I get the Vitacost ad alot. But is makes sense, I've been on the site somewhat regularly. I kind of have to at least once a month since DH works there and we can get a monthly order.


----------



## elevan (Jan 5, 2012)

Well, I have no idea why this particular ad is stalking me.  I'm the only one who uses this laptop.  I've never gone to their site or mentioned it.  :/

But it's like it's stuck and I'm stuck with it    Boo!


----------



## redtailgal (Jan 5, 2012)

I am still being stalked by the Aldean Butt (uh huh, thats a capital B butt)  

It's all good here.


----------



## elevan (Jan 5, 2012)

redtailgal said:
			
		

> I am still being stalked by the Aldean Butt (uh huh, thats a capital B butt)
> 
> It's all good here.


Don't rub it in!  

I wanna see the Jason Aldean Wrangler ad!


----------



## redtailgal (Jan 5, 2012)

The Aldean Butt is gone!!!!  

Now, my ad says "got flu symptoms?" like some insane knock off of a "got milk" commercial.

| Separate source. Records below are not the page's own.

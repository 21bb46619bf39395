//! Native container encoding and decoding.
//!
//! Layout:
//!
//! ```text
//! %FOLIO-1.0\n
//! u64 LE   body length
//! u32 LE   CRC-32 of the body
//! body     zlib stream of the compact JSON document
//! \n%%EOF\n
//! ```

use crate::detect::{detect_format_from_bytes, HEADER_LEN};
use crate::error::{Error, Result};
use crate::license;
use crate::model::{Document, Metadata, Page, Resource, CONTAINER_VERSION};
use flate2::read::ZlibDecoder;
use flate2::write::ZlibEncoder;
use flate2::{Compression, Crc};
use serde::Serialize;
use std::collections::BTreeMap;
use std::io::{Read, Write};
use std::path::Path;

const TRAILER: &[u8] = b"\n%%EOF\n";
const LENGTH_LEN: usize = 8;
const CRC_LEN: usize = 4;

/// Options for opening documents.
#[derive(Debug, Clone, Default)]
pub struct OpenOptions {
    /// Error handling mode
    pub error_mode: ErrorMode,
}

impl OpenOptions {
    /// Create new open options with defaults.
    pub fn new() -> Self {
        Self::default()
    }

    /// Set error mode.
    pub fn with_error_mode(mut self, mode: ErrorMode) -> Self {
        self.error_mode = mode;
        self
    }

    /// Enable lenient mode.
    pub fn lenient(mut self) -> Self {
        self.error_mode = ErrorMode::Lenient;
        self
    }
}

/// Error handling mode when opening.
#[derive(Debug, Clone, Copy, PartialEq, Eq, Default)]
pub enum ErrorMode {
    /// Reject anything unexpected
    #[default]
    Strict,
    /// Accept newer minor versions and a missing trailer, with a warning
    Lenient,
}

/// Converts documents to and from a byte format.
pub trait Codec: Send + Sync {
    /// Short name for logs.
    fn name(&self) -> &'static str;

    /// Decode a document.
    fn decode(&self, data: &[u8], options: &OpenOptions) -> Result<Document>;

    /// Encode a document.
    fn encode(&self, doc: &Document) -> Result<Vec<u8>>;
}

/// The native container format.
#[derive(Debug, Clone, Copy, Default)]
pub struct NativeCodec;

#[derive(Serialize)]
struct Body<'a> {
    metadata: Metadata,
    pages: &'a [Page],
    resources: &'a BTreeMap<String, Resource>,
}

impl Codec for NativeCodec {
    fn name(&self) -> &'static str {
        "native"
    }

    fn decode(&self, data: &[u8], options: &OpenOptions) -> Result<Document> {
        let format = detect_format_from_bytes(data)?;
        check_version(&format.version, format.major(), options.error_mode)?;

        if data.len() < HEADER_LEN || data[HEADER_LEN - 1] != b'\n' {
            return Err(Error::Parse("header line is not terminated".into()));
        }
        let rest = &data[HEADER_LEN..];
        if rest.len() < LENGTH_LEN + CRC_LEN {
            return Err(Error::Parse("truncated container header".into()));
        }

        let (len_bytes, rest) = rest.split_at(LENGTH_LEN);
        let (crc_bytes, rest) = rest.split_at(CRC_LEN);
        let body_len = u64::from_le_bytes(to_array(len_bytes)?);
        let expected_crc = u32::from_le_bytes(to_array(crc_bytes)?);

        let body_len = usize::try_from(body_len)
            .ok()
            .filter(|&n| n <= rest.len())
            .ok_or_else(|| {
                Error::Parse(format!(
                    "body length {} exceeds the {} bytes available",
                    body_len,
                    rest.len()
                ))
            })?;
        let (body, trailer) = rest.split_at(body_len);

        if trailer != TRAILER {
            match options.error_mode {
                ErrorMode::Strict => return Err(Error::Parse("missing or damaged trailer".into())),
                ErrorMode::Lenient => log::warn!("container trailer is missing or damaged"),
            }
        }

        let mut crc = Crc::new();
        crc.update(body);
        if crc.sum() != expected_crc {
            return Err(Error::Parse(format!(
                "checksum mismatch: stored {:08x}, computed {:08x}",
                expected_crc,
                crc.sum()
            )));
        }

        let mut json = String::new();
        ZlibDecoder::new(body)
            .read_to_string(&mut json)
            .map_err(|e| Error::Parse(format!("cannot decompress body: {}", e)))?;

        let doc: Document = serde_json::from_str(&json)
            .map_err(|e| Error::Parse(format!("malformed document structure: {}", e)))?;

        log::debug!(
            "decoded {} container with {} pages",
            self.name(),
            doc.page_count()
        );
        Ok(doc)
    }

    fn encode(&self, doc: &Document) -> Result<Vec<u8>> {
        let mut metadata = doc.metadata.clone();
        metadata.version = CONTAINER_VERSION.to_string();
        metadata.producer = Some(license::producer());

        let body = Body {
            metadata,
            pages: &doc.pages,
            resources: &doc.resources,
        };
        let json = serde_json::to_vec(&body)?;

        let mut encoder = ZlibEncoder::new(Vec::new(), Compression::default());
        encoder.write_all(&json)?;
        let compressed = encoder.finish()?;

        let mut crc = Crc::new();
        crc.update(&compressed);

        let mut out = Vec::with_capacity(HEADER_LEN + 12 + compressed.len() + TRAILER.len());
        out.extend_from_slice(format!("%FOLIO-{}\n", CONTAINER_VERSION).as_bytes());
        out.extend_from_slice(&(compressed.len() as u64).to_le_bytes());
        out.extend_from_slice(&crc.sum().to_le_bytes());
        out.extend_from_slice(&compressed);
        out.extend_from_slice(TRAILER);
        Ok(out)
    }
}

fn check_version(version: &str, major: u8, mode: ErrorMode) -> Result<()> {
    if version == CONTAINER_VERSION {
        return Ok(());
    }
    let supported_major = CONTAINER_VERSION.as_bytes()[0] - b'0';
    match mode {
        ErrorMode::Lenient if major == supported_major => {
            log::warn!(
                "opening container version {} with a {} reader",
                version,
                CONTAINER_VERSION
            );
            Ok(())
        }
        _ => Err(Error::UnsupportedVersion(version.to_string())),
    }
}

fn to_array<const N: usize>(bytes: &[u8]) -> Result<[u8; N]> {
    bytes
        .try_into()
        .map_err(|_| Error::Parse("truncated container header".into()))
}

/// Decode a native container from memory.
pub fn decode(data: &[u8], options: &OpenOptions) -> Result<Document> {
    NativeCodec.decode(data, options)
}

/// Encode a document as a native container.
pub fn encode(doc: &Document) -> Result<Vec<u8>> {
    NativeCodec.encode(doc)
}

/// Read and decode a native container file, recording its path as the origin.
pub fn read_file<P: AsRef<Path>>(path: P, options: &OpenOptions) -> Result<Document> {
    let path = path.as_ref();
    let data = std::fs::read(path)?;
    let mut doc = decode(&data, options)?;
    doc.set_origin(path);
    log::info!("opened {} ({} pages)", path.display(), doc.page_count());
    Ok(doc)
}

impl Document {
    /// Encode the document as a native container.
    pub fn to_bytes(&self) -> Result<Vec<u8>> {
        encode(self)
    }

    /// Write the document back to the file it was opened from or last saved to.
    pub fn save(&mut self) -> Result<()> {
        let path = self
            .origin()
            .map(Path::to_path_buf)
            .ok_or_else(|| Error::MissingParameter("document has no file to save to; use save_as".into()))?;
        self.write_to(&path)
    }

    /// Write the document to `path`, which becomes its origin.
    pub fn save_as<P: AsRef<Path>>(&mut self, path: P) -> Result<()> {
        let path = path.as_ref();
        self.write_to(path)?;
        self.set_origin(path);
        Ok(())
    }

    fn write_to(&mut self, path: &Path) -> Result<()> {
        let bytes = encode(self)?;
        std::fs::write(path, &bytes)?;
        self.mark_clean();
        log::info!("saved {} ({} pages, {} bytes)", path.display(), self.page_count(), bytes.len());
        Ok(())
    }
}

#[cfg(test)]
mod tests {
    use super::*;
    use crate::error::ErrorKind;
    use crate::model::{Element, PageSize};

    fn sample() -> Document {
        let mut doc = Document::with_blank_page();
        doc.metadata.title = Some("Report".into());
        doc.pages[0].add_text("hello world");
        let mut second = Page::with_size(PageSize::A4);
        second.add_element(Element::text("second", 10.0, 10.0));
        doc.pages.push(second);
        doc.add_resource("img1", Resource::png(vec![1, 2, 3]));
        doc
    }

    #[test]
    fn test_round_trip() {
        let doc = sample();
        let bytes = encode(&doc).unwrap();
        assert!(bytes.starts_with(b"%FOLIO-1.0\n"));
        assert!(bytes.ends_with(TRAILER));

        let back = decode(&bytes, &OpenOptions::default()).unwrap();
        assert_eq!(back.pages, doc.pages);
        assert_eq!(back.resources, doc.resources);
        assert_eq!(back.metadata.title.as_deref(), Some("Report"));
        assert!(back.metadata.producer.is_some());
    }

    #[test]
    fn test_rejects_garbage() {
        let err = decode(b"not a container", &OpenOptions::default()).unwrap_err();
        assert_eq!(err.kind(), ErrorKind::ParseFailure);
    }

    #[test]
    fn test_rejects_truncation() {
        let bytes = encode(&sample()).unwrap();
        for cut in [HEADER_LEN, HEADER_LEN + 6, bytes.len() - 20] {
            let err = decode(&bytes[..cut], &OpenOptions::default()).unwrap_err();
            assert_eq!(err.kind(), ErrorKind::ParseFailure, "cut at {}", cut);
        }
    }

    #[test]
    fn test_rejects_corruption() {
        let mut bytes = encode(&sample()).unwrap();
        let mid = HEADER_LEN + 12 + 4;
        bytes[mid] ^= 0xFF;
        let err = decode(&bytes, &OpenOptions::default()).unwrap_err();
        assert!(matches!(err, Error::Parse(ref m) if m.contains("checksum")));
    }

    #[test]
    fn test_lenient_accepts_newer_minor_version() {
        let mut bytes = encode(&sample()).unwrap();
        bytes[9] = b'3';
        assert!(matches!(
            decode(&bytes, &OpenOptions::default()),
            Err(Error::UnsupportedVersion(_))
        ));
        assert!(decode(&bytes, &OpenOptions::new().lenient()).is_ok());

        bytes[7] = b'2';
        assert!(decode(&bytes, &OpenOptions::new().lenient()).is_err());
    }

    #[test]
    fn test_lenient_accepts_missing_trailer() {
        let bytes = encode(&sample()).unwrap();
        let cut = &bytes[..bytes.len() - TRAILER.len()];
        assert!(decode(cut, &OpenOptions::default()).is_err());
        assert_eq!(
            decode(cut, &OpenOptions::new().lenient()).unwrap().page_count(),
            2
        );
    }

    #[test]
    fn test_read_file_records_origin() {
        let dir = tempfile::tempdir().unwrap();
        let path = dir.path().join("doc.folio");
        std::fs::write(&path, encode(&sample()).unwrap()).unwrap();

        let doc = read_file(&path, &OpenOptions::default()).unwrap();
        assert_eq!(doc.origin(), Some(path.as_path()));

        let missing = read_file(dir.path().join("nope.folio"), &OpenOptions::default());
        assert_eq!(missing.unwrap_err().kind(), ErrorKind::IoFailure);
    }

    #[test]
    fn test_save_needs_a_path() {
        let mut doc = sample();
        assert_eq!(doc.save().unwrap_err().kind(), ErrorKind::MissingParameter);
    }

    #[test]
    fn test_save_as_then_save() {
        let dir = tempfile::tempdir().unwrap();
        let path = dir.path().join("out.folio");
        let mut doc = sample();
        doc.page_add_text(1, "more").unwrap();
        assert!(doc.is_dirty());

        doc.save_as(&path).unwrap();
        assert!(!doc.is_dirty());
        assert_eq!(doc.origin(), Some(path.as_path()));

        doc.delete_page(2).unwrap();
        doc.save().unwrap();
        let back = read_file(&path, &OpenOptions::default()).unwrap();
        assert_eq!(back.page_count(), 1);
    }

    #[test]
    fn test_save_as_unwritable_path() {
        let dir = tempfile::tempdir().unwrap();
        let mut doc = sample();
        let err = doc.save_as(dir.path().join("missing").join("out.folio")).unwrap_err();
        assert_eq!(err.kind(), ErrorKind::IoFailure);
        assert!(doc.origin().is_none());
    }
}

I want the hiney back!  No more flu talk.

Wrangler jeans, Jason Aldean. cowboy boot.  WOWSA!


----------



## Ms. Research (Jan 6, 2012)

Advertisements make the world go round.  Enjoy them, we are paying for them.  And we have no choice.  

Hate them myself.

k


----------



## daisychick (Jan 6, 2012)

I am stalked by the Bugaboo Donkey!!!  I HAVE NO IDEA WHAT IT IS????  I am afraid to google it because it might stalk me worse.  Can someone please tell me what the *%&$!  a bugaboo donkey  is???????


----------



## daisychick (Jan 6, 2012)

I am going to try some reverse psychology here.....it seems to like what you post about.    so here goes.........JASON ALDEAN BUTT, JASON ALDEAN BUTT, JASON ALDEAN BUTT.    Ok maybe that will work.


----------



## 20kidsonhill (Jan 6, 2012)

He is kind of hansome, give the guy a break,  GOSH!!!!


----------



## 20kidsonhill (Jan 6, 2012)

And he is a doctor!!!!


----------



## DonnaBelle (Jan 6, 2012)

Ladies, that guy looks like my husband!!  Make him come on back home.  Dirty old man!!!!!!!!!!!!!!

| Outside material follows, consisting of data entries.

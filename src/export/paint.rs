//! Display list shared by the SVG writer and the rasterizer.

use crate::model::{AnnotationKind, Color, Element, Page, PageContext, Rect, TextStyle};
use std::borrow::Cow;

static CELL_STYLE: TextStyle = TextStyle {
    bold: false,
    italic: false,
    underline: false,
    font_name: None,
    font_size: 10.0,
    color: Color::BLACK,
};

const HIGHLIGHT: Color = Color::rgb(255, 235, 59);
const CELL_PADDING: f32 = 2.0;

/// One drawing operation in page coordinates (points, origin top-left).
#[derive(Debug, Clone, PartialEq)]
pub(crate) enum Paint<'a> {
    Fill {
        rect: Rect,
        color: Color,
        opacity: f32,
    },
    Outline {
        rect: Rect,
        color: Color,
    },
    Text {
        text: Cow<'a, str>,
        x: f32,
        y: f32,
        style: &'a TextStyle,
        /// Counter-clockwise degrees about (x, y)
        angle: f32,
        opacity: f32,
    },
    Image {
        resource_id: &'a str,
        rect: Rect,
        alt: Option<&'a str>,
    },
}

impl<'a> Paint<'a> {
    fn text(text: impl Into<Cow<'a, str>>, x: f32, y: f32, style: &'a TextStyle) -> Self {
        Paint::Text {
            text: text.into(),
            x,
            y,
            style,
            angle: 0.0,
            opacity: 1.0,
        }
    }
}

/// Paint operations for a page in paint order. Hidden text, scripts and
/// bookmarks paint nothing.
pub(crate) fn display_list(page: &Page, ctx: PageContext) -> Vec<Paint<'_>> {
    let mut ops = Vec::new();
    if let Some(color) = page.background {
        ops.push(Paint::Fill {
            rect: page.bounds(),
            color,
            opacity: 1.0,
        });
    }

    for element in &page.elements {
        match element {
            Element::Text(run) => ops.push(Paint::text(run.text.as_str(), run.x, run.y, &run.style)),
            Element::PageNumber(stamp) => {
                ops.push(Paint::text(stamp.resolve(ctx), stamp.x, stamp.y, &stamp.style))
            }
            Element::Watermark(w) => ops.push(Paint::Text {
                text: Cow::Borrowed(w.text.as_str()),
                x: w.x,
                y: w.y,
                style: &w.style,
                angle: w.angle,
                opacity: w.opacity.clamp(0.0, 1.0),
            }),
            Element::Image(img) => ops.push(Paint::Image {
                resource_id: &img.resource_id,
                rect: img.rect,
                alt: img.alt_text.as_deref(),
            }),
            Element::Table(table) => {
                let rows = table.row_count();
                let columns = table.column_count();
                if rows == 0 || columns == 0 {
                    continue;
                }
                let row_h = table.rect.height / rows as f32;
                let col_w = table.rect.width / columns as f32;
                for (r, row) in table.rows.iter().enumerate() {
                    let mut c = 0usize;
                    for cell in &row.cells {
                        let span = cell.colspan.max(1) as usize;
                        let rect = Rect::new(
                            table.rect.x + c as f32 * col_w,
                            table.rect.y + r as f32 * row_h,
                            col_w * span as f32,
                            row_h,
                        );
                        ops.push(Paint::Outline {
                            rect,
                            color: Color::BLACK,
                        });
                        if !cell.is_empty() {
                            ops.push(Paint::text(
                                cell.content.as_str(),
                                rect.x + CELL_PADDING,
                                rect.y + CELL_PADDING,
                                &CELL_STYLE,
                            ));
                        }
                        c += span;
                    }
                }
            }
            Element::Annotation(a) => match &a.kind {
                AnnotationKind::Highlight => ops.push(Paint::Fill {
                    rect: a.rect,
                    color: a.color.unwrap_or(HIGHLIGHT),
                    opacity: 0.4,
                }),
                AnnotationKind::FreeText => {
                    if let Some(contents) = &a.contents {
                        ops.push(Paint::text(contents.as_str(), a.rect.x, a.rect.y, &CELL_STYLE));
                    }
                }
                AnnotationKind::Widget { value, .. } => {
                    ops.push(Paint::Outline {
                        rect: a.rect,
                        color: a.color.unwrap_or(Color::rgb(128, 128, 128)),
                    });
                    if !value.is_empty() {
                        ops.push(Paint::text(
                            value.as_str(),
                            a.rect.x + CELL_PADDING,
                            a.rect.y + CELL_PADDING,
                            &CELL_STYLE,
                        ));
                    }
                }
                AnnotationKind::Note | AnnotationKind::Link { .. } => {}
            },
            Element::HiddenText(_)
            | Element::Script(_)
            | Element::Attachment(_)
            | Element::Bookmark(_) => {}
        }
    }
    ops
}

/// Solid boxes standing in for the glyphs of `text`, one per non-space
/// character, before rotation.
pub(crate) fn glyph_boxes(text: &str, x: f32, y: f32, font_size: f32) -> Vec<Rect> {
    let advance = font_size * 0.5;
    let line_height = font_size * 1.2;
    let mut boxes = Vec::new();
    for (l, line) in text.lines().enumerate() {
        for (i, c) in line.chars().enumerate() {
            if c.is_whitespace() {
                continue;
            }
            boxes.push(Rect::new(
                x + i as f32 * advance + advance * 0.1,
                y + l as f32 * line_height + font_size * 0.2,
                advance * 0.8,
                font_size * 0.8,
            ));
        }
    }
    boxes
}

He's always loved the ladies!!

DonnaBelle


----------



## daisychick (Jan 6, 2012)




----------



## redtailgal (Jan 6, 2012)

daisychick said:
			
		

> I am stalked by the Bugaboo Donkey!!!  I HAVE NO IDEA WHAT IT IS????  I am afraid to google it because it might stalk me worse.  Can someone please tell me what the *%&$!  a bugaboo donkey  is???????


Its a 300 to 400$ baby stroller!!!


----------



## daisychick (Jan 6, 2012)

Great just what I need more kid stuff.     Thanks for the info RTG.   Now at least I know what my stalker ad is.


----------



## SheepGirl (Jan 7, 2012)

You guys and your poor stalker ads 

If you want them gone, try deleting your cookies. That usually gets rid of them.


----------



## redtailgal (Jan 7, 2012)

SheepGirl said:
			
		

> You guys and your poor stalker ads
> 
> If you want them gone, try deleting your cookies. That usually gets rid of them.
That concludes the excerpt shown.